The law plays an important role. In his book Fighting Traffic, Peter Norton describes changes in the laws that gave priority to drivers and placed the fault of a crash on a pedestrian who was outside the crosswalk. Sarah Goodyear has a nice summary. The police cooperated, to the point where at least once a week Streetsblog has a post on a crash where a pedestrian or cyclist is killed or severely injured, but the NYPD undermines or blocks the course of justice.

But it wasn't just the cars that allowed drivers to go too fast for safety. The streets allowed it too. Even before the automobile was invented, there was a fad in North America for wider streets. Nathan Lewis calls it "19th Century hypertrophism." It included a number of arbitrary criteria, such as that a carriage driver had to be able to turn a team of horses around in the main street.

This width gave drivers lots of room to maneuver around each other and around streetcars and other things in the road. They responded by driving at high speeds; this is played up in the 1928 comedy "Speedy," which features lots of great location scenes in New York streets; here's a clip where taxi driver "Speedy" (Harold Lloyd) gives Babe Ruth a ride to Yankee Stadium.

The nice thing about having so many factors involved is that it gives us lots of options for rolling them back and regaining safety.
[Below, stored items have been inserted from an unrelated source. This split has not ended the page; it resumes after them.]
//! Push-to-talk hotkey vocabulary and global monitor, backed by `rdev`.
//!
//! # Design
//!
//! One key from a fixed vocabulary (modifier keys and F1-F20) acts as the
//! push-to-talk trigger.  [`HotkeyMonitor`] owns the rdev listener thread and
//! guarantees that every delivered press is eventually followed by exactly
//! one release, even when the raw release event is swallowed by whatever
//! else is consuming terminal key input.  See [`monitor`] for the
//! watchdog / polling fallback machinery.
//!
//! # Usage
//!
//! ```no_run
//! use tokio::sync::mpsc;
//! use push_to_talk::hotkey::{Hotkey, HotkeyEvent, HotkeyMonitor};
//!
//! let (tx, mut rx) = mpsc::channel(16);
//! let key = Hotkey::parse("ctrl_r").expect("unknown key");
//! let mut monitor = HotkeyMonitor::new(key, tx).expect("unsupported key");
//! monitor.start();
//!
//! // In your async loop:
//! // while let Some(ev) = rx.recv().await { ... }
//! ```

pub mod keystate;
pub mod monitor;

pub use keystate::{DeviceStateProbe, KeyStateProbe};
pub use monitor::HotkeyMonitor;

use thiserror::Error;

// ---------------------------------------------------------------------------
// HotkeyEvent / HotkeyState
// ---------------------------------------------------------------------------

/// Events emitted by the hotkey monitor.
#[derive(Debug, Clone, Copy, PartialEq, Eq)]
pub enum HotkeyEvent {
    /// The push-to-talk key went down.
    Pressed,
    /// The push-to-talk key came up, either observed natively or synthesized
    /// by the poller / watchdog.
    Released,
}

/// State of the monitored hotkey, guarded by a mutex inside the monitor.
#[derive(Debug, Clone, Copy, PartialEq, Eq)]
pub enum HotkeyState {
    Idle,
    Pressed,
}

// ---------------------------------------------------------------------------
// HotkeyError
// ---------------------------------------------------------------------------

/// Errors raised while resolving or starting a hotkey binding.
#[derive(Debug, Clone, Error)]
pub enum HotkeyError {
    /// The configured key name is not in the supported vocabulary.
    #[error("unsupported hotkey '{0}'; supported: {}", supported_names())]
    Unknown(String),

    /// The key exists in the vocabulary but cannot be observed by the
    /// listener on this platform (F13-F20 outside macOS).
    #[error("hotkey '{0}' is not observable on this platform; use f1-f12 or a modifier key")]
    UnsupportedOnPlatform(Hotkey),
}

// ---------------------------------------------------------------------------
// Hotkey
// ---------------------------------------------------------------------------

/// The fixed vocabulary of push-to-talk keys.
///
/// Modifier keys make good hold-to-talk triggers because they never produce
/// text on their own; F13-F20 are ideal on keyboards that have them since
/// nothing else binds them.
#[derive(Debug, Clone, Copy, PartialEq, Eq, Hash)]
pub enum Hotkey {
    CtrlLeft,
    CtrlRight,
    AltLeft,
    AltRight,
    CmdLeft,
    CmdRight,
    ShiftLeft,
    ShiftRight,
    F1,
    F2,
    F3,
    F4,
    F5,
    F6,
    F7,
    F8,
    F9,
    F10,
    F11,
    F12,
    F13,
    F14,
    F15,
    F16,
    F17,
    F18,
    F19,
    F20,
}

/// All supported hotkeys, in vocabulary order.
pub const ALL_HOTKEYS: &[Hotkey] = &[
    Hotkey::CtrlLeft,
    Hotkey::CtrlRight,
    Hotkey::AltLeft,
    Hotkey::AltRight,
    Hotkey::CmdLeft,
    Hotkey::CmdRight,
    Hotkey::ShiftLeft,
    Hotkey::ShiftRight,
    Hotkey::F1,
    Hotkey::F2,
    Hotkey::F3,
    Hotkey::F4,
    Hotkey::F5,
    Hotkey::F6,
    Hotkey::F7,
    Hotkey::F8,
    Hotkey::F9,
    Hotkey::F10,
    Hotkey::F11,
    Hotkey::F12,
    Hotkey::F13,
    Hotkey::F14,
    Hotkey::F15,
    Hotkey::F16,
    Hotkey::F17,
    Hotkey::F18,
    Hotkey::F19,
    Hotkey::F20,
];

fn supported_names() -> String {
    ALL_HOTKEYS
        .iter()
        .map(|k| k.as_str())
        .collect::<Vec<_>>()
        .join(", ")
}

impl Hotkey {
    /// Parse a hotkey name from a config string.
    ///
    /// # Examples
    ///
    /// ```
    /// use push_to_talk::hotkey::Hotkey;
    ///
    /// assert_eq!(Hotkey::parse("ctrl_r").unwrap(), Hotkey::CtrlRight);
    /// assert_eq!(Hotkey::parse("f13").unwrap(), Hotkey::F13);
    /// assert!(Hotkey::parse("space").is_err());
    /// ```
    pub fn parse(name: &str) -> Result<Self, HotkeyError> {
        let key = match name {
            "ctrl_l" => Hotkey::CtrlLeft,
            "ctrl_r" => Hotkey::CtrlRight,
            "alt_l" => Hotkey::AltLeft,
            "alt_r" => Hotkey::AltRight,
            "cmd_l" => Hotkey::CmdLeft,
            "cmd_r" => Hotkey::CmdRight,
            "shift_l" => Hotkey::ShiftLeft,
            "shift_r" => Hotkey::ShiftRight,
            "f1" => Hotkey::F1,
            "f2" => Hotkey::F2,
            "f3" => Hotkey::F3,
            "f4" => Hotkey::F4,
            "f5" => Hotkey::F5,
            "f6" => Hotkey::F6,
            "f7" => Hotkey::F7,
            "f8" => Hotkey::F8,
            "f9" => Hotkey::F9,
            "f10" => Hotkey::F10,
            "f11" => Hotkey::F11,
            "f12" => Hotkey::F12,
            "f13" => Hotkey::F13,
            "f14" => Hotkey::F14,
            "f15" => Hotkey::F15,
            "f16" => Hotkey::F16,
            "f17" => Hotkey::F17,
            "f18" => Hotkey::F18,
            "f19" => Hotkey::F19,
            "f20" => Hotkey::F20,
            other => return Err(HotkeyError::Unknown(other.to_string())),
        };
        Ok(key)
    }

    /// The canonical config-file name of this key.  Round-trips through
    /// [`Hotkey::parse`].
    pub fn as_str(&self) -> &'static str {
        match self {
            Hotkey::CtrlLeft => "ctrl_l",
            Hotkey::CtrlRight => "ctrl_r",
            Hotkey::AltLeft => "alt_l",
            Hotkey::AltRight => "alt_r",
            Hotkey::CmdLeft => "cmd_l",
            Hotkey::CmdRight => "cmd_r",
            Hotkey::ShiftLeft => "shift_l",
            Hotkey::ShiftRight => "shift_r",
            Hotkey::F1 => "f1",
            Hotkey::F2 => "f2",
            Hotkey::F3 => "f3",
            Hotkey::F4 => "f4",
            Hotkey::F5 => "f5",
            Hotkey::F6 => "f6",
            Hotkey::F7 => "f7",
            Hotkey::F8 => "f8",
            Hotkey::F9 => "f9",
            Hotkey::F10 => "f10",
            Hotkey::F11 => "f11",
            Hotkey::F12 => "f12",
            Hotkey::F13 => "f13",
            Hotkey::F14 => "f14",
            Hotkey::F15 => "f15",
            Hotkey::F16 => "f16",
            Hotkey::F17 => "f17",
            Hotkey::F18 => "f18",
            Hotkey::F19 => "f19",
            Hotkey::F20 => "f20",
        }
    }
}

impl std::fmt::Display for Hotkey {
    fn fmt(&self, f: &mut std::fmt::Formatter<'_>) -> std::fmt::Result {
        f.write_str(self.as_str())
    }
}

// ---------------------------------------------------------------------------
// Listener matching
// ---------------------------------------------------------------------------

/// How the rdev listener recognises the configured key.
#[derive(Debug, Clone, Copy, PartialEq, Eq)]
pub(crate) enum KeyMatch {
    /// Matched against a named `rdev::Key` variant.
    Key(rdev::Key),
    /// Matched against `rdev::Key::Unknown(code)` (macOS F13-F20, which rdev
    /// reports by raw virtual keycode).
    Raw(u32),
}

impl KeyMatch {
    pub(crate) fn matches(&self, key: rdev::Key) -> bool {
        match *self {
            KeyMatch::Key(want) => key == want,
            KeyMatch::Raw(code) => key == rdev::Key::Unknown(code),
        }
    }
}

/// macOS virtual keycodes for the extended function keys.
#[cfg(target_os = "macos")]
fn macos_fkey_code(key: Hotkey) -> Option<u32> {
    let code = match key {
        Hotkey::F13 => 105,
        Hotkey::F14 => 107,
        Hotkey::F15 => 113,
        Hotkey::F16 => 106,
        Hotkey::F17 => 64,
        Hotkey::F18 => 79,
        Hotkey::F19 => 80,
        Hotkey::F20 => 90,
        _ => return None,
    };
    Some(code)
}

pub(crate) fn listener_match(key: Hotkey) -> Result<KeyMatch, HotkeyError> {
    use rdev::Key as K;

    let matched = match key {
        Hotkey::CtrlLeft => KeyMatch::Key(K::ControlLeft),
        Hotkey::CtrlRight => KeyMatch::Key(K::ControlRight),
        Hotkey::AltLeft => KeyMatch::Key(K::Alt),
        Hotkey::AltRight => KeyMatch::Key(K::AltGr),
        Hotkey::CmdLeft => KeyMatch::Key(K::MetaLeft),
        Hotkey::CmdRight => KeyMatch::Key(K::MetaRight),
        Hotkey::ShiftLeft => KeyMatch::Key(K::ShiftLeft),
        Hotkey::ShiftRight => KeyMatch::Key(K::ShiftRight),
        Hotkey::F1 => KeyMatch::Key(K::F1),
        Hotkey::F2 => KeyMatch::Key(K::F2),
        Hotkey::F3 => KeyMatch::Key(K::F3),
        Hotkey::F4 => KeyMatch::Key(K::F4),
        Hotkey::F5 => KeyMatch::Key(K::F5),
        Hotkey::F6 => KeyMatch::Key(K::F6),
        Hotkey::F7 => KeyMatch::Key(K::F7),
        Hotkey::F8 => KeyMatch::Key(K::F8),
        Hotkey::F9 => KeyMatch::Key(K::F9),
        Hotkey::F10 => KeyMatch::Key(K::F10),
        Hotkey::F11 => KeyMatch::Key(K::F11),
        Hotkey::F12 => KeyMatch::Key(K::F12),
        extended => {
            #[cfg(target_os = "macos")]
            {
                match macos_fkey_code(extended) {
                    Some(code) => KeyMatch::Raw(code),
                    None => return Err(HotkeyError::UnsupportedOnPlatform(extended)),
                }
            }
            #[cfg(not(target_os = "macos"))]
            {
                return Err(HotkeyError::UnsupportedOnPlatform(extended));
            }
        }
    };
    Ok(matched)
}

// ---------------------------------------------------------------------------
// Tests
// ---------------------------------------------------------------------------

#[cfg(test)]
mod tests {
    use super::*;

    #[test]
    fn parse_modifier_keys() {
        assert_eq!(Hotkey::parse("ctrl_r").unwrap(), Hotkey::CtrlRight);
        assert_eq!(Hotkey::parse("ctrl_l").unwrap(), Hotkey::CtrlLeft);
        assert_eq!(Hotkey::parse("cmd_l").unwrap(), Hotkey::CmdLeft);
        assert_eq!(Hotkey::parse("shift_r").unwrap(), Hotkey::ShiftRight);
    }

    #[test]
    fn parse_function_keys() {
        assert_eq!(Hotkey::parse("f1").unwrap(), Hotkey::F1);
        assert_eq!(Hotkey::parse("f12").unwrap(), Hotkey::F12);
        assert_eq!(Hotkey::parse("f20").unwrap(), Hotkey::F20);
    }

    #[test]
    fn parse_unknown_key_errors() {
        assert!(Hotkey::parse("space").is_err());
        assert!(Hotkey::parse("").is_err());
        assert!(Hotkey::parse("F13").is_err()); // names are lowercase
    }

    #[test]
    fn unknown_key_error_lists_vocabulary() {
        let err = Hotkey::parse("banana").unwrap_err();
        let msg = err.to_string();
        assert!(msg.contains("banana"));
        assert!(msg.contains("ctrl_r"));
        assert!(msg.contains("f20"));
    }

    #[test]
    fn every_hotkey_round_trips_through_parse() {
        for &key in ALL_HOTKEYS {
            assert_eq!(Hotkey::parse(key.as_str()).unwrap(), key);
        }
    }

    #[test]
    fn standard_keys_resolve_to_rdev_variants() {
        assert_eq!(
            listener_match(Hotkey::CtrlRight).unwrap(),
            KeyMatch::Key(rdev::Key::ControlRight)
        );
        assert_eq!(
            listener_match(Hotkey::F9).unwrap(),
            KeyMatch::Key(rdev::Key::F9)
        );
    }

    #[cfg(not(target_os = "macos"))]
    #[test]
    fn extended_fkeys_unsupported_off_macos() {
        assert!(matches!(
            listener_match(Hotkey::F13),
            Err(HotkeyError::UnsupportedOnPlatform(Hotkey::F13))
        ));
    }

    #[cfg(target_os = "macos")]
    #[test]
    fn extended_fkeys_resolve_to_raw_codes_on_macos() {
        assert_eq!(listener_match(Hotkey::F13).unwrap(), KeyMatch::Raw(105));
        assert_eq!(listener_match(Hotkey::F20).unwrap(), KeyMatch::Raw(90));
    }

    #[test]
    fn key_match_compares_unknown_codes() {
        let m = KeyMatch::Raw(105);
        assert!(m.matches(rdev::Key::Unknown(105)));
        assert!(!m.matches(rdev::Key::Unknown(106)));
        assert!(!m.matches(rdev::Key::F1));
    }
}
Of course, with so many factors, any one of them is almost certainly not going to do enough.

  • Make cars slower
  • Make cars less comfortable
  • Make people stop using cell phones, listening to music or eating on streets
  • Change the laws to give pedestrians higher priority
  • Set a lower speed limit
  • Hold drivers accountable

Those aren't the only factors. If they were, I'd be discouraged because so many of them are politically difficult. In a future post, I'll talk about parking. In the meantime, what do you think of these?